======== Records supplied ========

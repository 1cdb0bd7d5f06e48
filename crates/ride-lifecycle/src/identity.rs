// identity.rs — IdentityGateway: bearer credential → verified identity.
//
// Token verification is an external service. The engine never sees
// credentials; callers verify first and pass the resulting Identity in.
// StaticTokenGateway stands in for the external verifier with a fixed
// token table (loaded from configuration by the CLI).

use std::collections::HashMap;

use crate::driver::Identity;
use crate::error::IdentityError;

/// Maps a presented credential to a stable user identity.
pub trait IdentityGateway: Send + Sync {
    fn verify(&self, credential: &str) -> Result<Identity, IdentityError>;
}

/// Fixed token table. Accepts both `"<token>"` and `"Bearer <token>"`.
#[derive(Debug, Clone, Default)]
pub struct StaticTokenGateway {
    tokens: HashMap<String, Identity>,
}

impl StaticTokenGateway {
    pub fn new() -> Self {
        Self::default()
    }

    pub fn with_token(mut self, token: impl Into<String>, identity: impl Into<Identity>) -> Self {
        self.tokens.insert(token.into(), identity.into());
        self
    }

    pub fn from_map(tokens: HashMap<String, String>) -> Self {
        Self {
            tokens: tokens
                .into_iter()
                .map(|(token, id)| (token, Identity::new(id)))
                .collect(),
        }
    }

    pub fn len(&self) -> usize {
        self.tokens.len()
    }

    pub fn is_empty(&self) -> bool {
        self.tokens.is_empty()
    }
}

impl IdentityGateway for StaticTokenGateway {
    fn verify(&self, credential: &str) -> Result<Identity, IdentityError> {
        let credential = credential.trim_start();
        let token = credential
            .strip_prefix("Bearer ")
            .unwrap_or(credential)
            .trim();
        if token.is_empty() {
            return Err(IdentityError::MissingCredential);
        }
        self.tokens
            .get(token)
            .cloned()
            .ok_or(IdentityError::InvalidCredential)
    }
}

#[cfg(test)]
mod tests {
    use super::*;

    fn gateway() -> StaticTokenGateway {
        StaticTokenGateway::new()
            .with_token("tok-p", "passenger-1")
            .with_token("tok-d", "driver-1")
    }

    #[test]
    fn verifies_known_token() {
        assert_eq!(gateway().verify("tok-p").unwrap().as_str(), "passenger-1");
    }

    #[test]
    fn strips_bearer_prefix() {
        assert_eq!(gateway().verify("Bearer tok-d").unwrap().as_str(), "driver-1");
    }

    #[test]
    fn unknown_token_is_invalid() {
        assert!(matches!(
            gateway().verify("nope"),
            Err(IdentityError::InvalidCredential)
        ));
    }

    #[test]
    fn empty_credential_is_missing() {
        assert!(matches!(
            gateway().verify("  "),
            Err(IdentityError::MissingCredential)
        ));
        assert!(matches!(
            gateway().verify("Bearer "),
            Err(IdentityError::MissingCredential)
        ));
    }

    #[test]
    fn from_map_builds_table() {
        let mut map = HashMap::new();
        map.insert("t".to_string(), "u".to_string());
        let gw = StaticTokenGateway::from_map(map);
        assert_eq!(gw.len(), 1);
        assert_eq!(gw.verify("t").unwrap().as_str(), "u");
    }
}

========

• [Required action] Reproduce every line above that contains the string "StaticTokenGateway".

• [Output below]
// StaticTokenGateway stands in for the external verifier with a fixed
pub struct StaticTokenGateway {
impl StaticTokenGateway {
impl IdentityGateway for StaticTokenGateway {
    fn gateway() -> StaticTokenGateway {
        StaticTokenGateway::new()
        let gw = StaticTokenGateway::from_map(map);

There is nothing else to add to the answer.